> [Data section]

//! Stagehand - status-reporting actions with staged async payload resolution
//!
//! ## Module Architecture
//!
//! ```text
//! ┌──────────────────────────────────────────────────────────────┐
//! │                        DOMAIN MODEL                          │
//! │  payload/   Entry (Ready | Deferred | Dependent), inject()   │
//! │  document   YAML → Payload                                   │
//! └──────────────────────────────────────────────────────────────┘
//!                              │
//!                              ▼
//! ┌──────────────────────────────────────────────────────────────┐
//! │                      APPLICATION LAYER                       │
//! │  dag/       Stage planning (StagePlan)                       │
//! │  runtime/   Staged resolution (Resolver, execute)            │
//! │  action/    Action, MutationHandler, MutationTable, Store    │
//! └──────────────────────────────────────────────────────────────┘
//! ```
//!
//! ## Example
//!
//! ```no_run
//! use serde_json::json;
//! use stagehand::{deferred, inject_fn, ready, Payload, Resolver};
//!
//! # async fn demo() -> stagehand::error::Result<()> {
//! let payload = Payload::new()
//!     .with("p1", ready(1))
//!     .with("p2", deferred(async { Ok(json!(2)) }))
//!     .with(
//!         "p3",
//!         inject_fn(|args| Ok(json!(args.get(0).as_i64().unwrap_or(0) + 1))).on(["p2"]),
//!     );
//!
//! let resolved = Resolver::default().run(payload, &[]).await?;
//! assert_eq!(resolved.get("p3"), Some(&json!(3)));
//! # Ok(())
//! # }
//! ```

// ═══════════════════════════════════════════════════════════════
// DOMAIN MODEL
// ═══════════════════════════════════════════════════════════════
pub mod document;
pub mod payload;

// ═══════════════════════════════════════════════════════════════
// APPLICATION LAYER
// ═══════════════════════════════════════════════════════════════
pub mod action;
pub mod dag;
pub mod runtime;

// ═══════════════════════════════════════════════════════════════
// CROSS-CUTTING - Error handling, configuration
// ═══════════════════════════════════════════════════════════════
pub mod config;
pub mod error;

// ═══════════════════════════════════════════════════════════════
// PUBLIC API RE-EXPORTS
// ═══════════════════════════════════════════════════════════════

pub use error::{Rejection, StagehandError};

pub use config::{ResolverConfig, StagehandConfig, UnplannablePolicy};

pub use payload::{
    deferred, get_deps, has_deps, inject, inject_fn, ready, reject, Args, Dependent, Entry,
    Injector, Payload, Resolved,
};

pub use dag::StagePlan;

pub use runtime::{execute, Resolver};

pub use action::{
    Action, ActionPayload, Commit, Mutation, MutationHandler, MutationTable, Status,
    StatusHandlers, Store,
};

pub use document::PayloadDocument;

> [About this exercise]
The lines above that include "MutationHandler" should each be listed.

> [Result below]
//! │  action/    Action, MutationHandler, MutationTable, Store    │
    Action, ActionPayload, Commit, Mutation, MutationHandler, MutationTable, Status,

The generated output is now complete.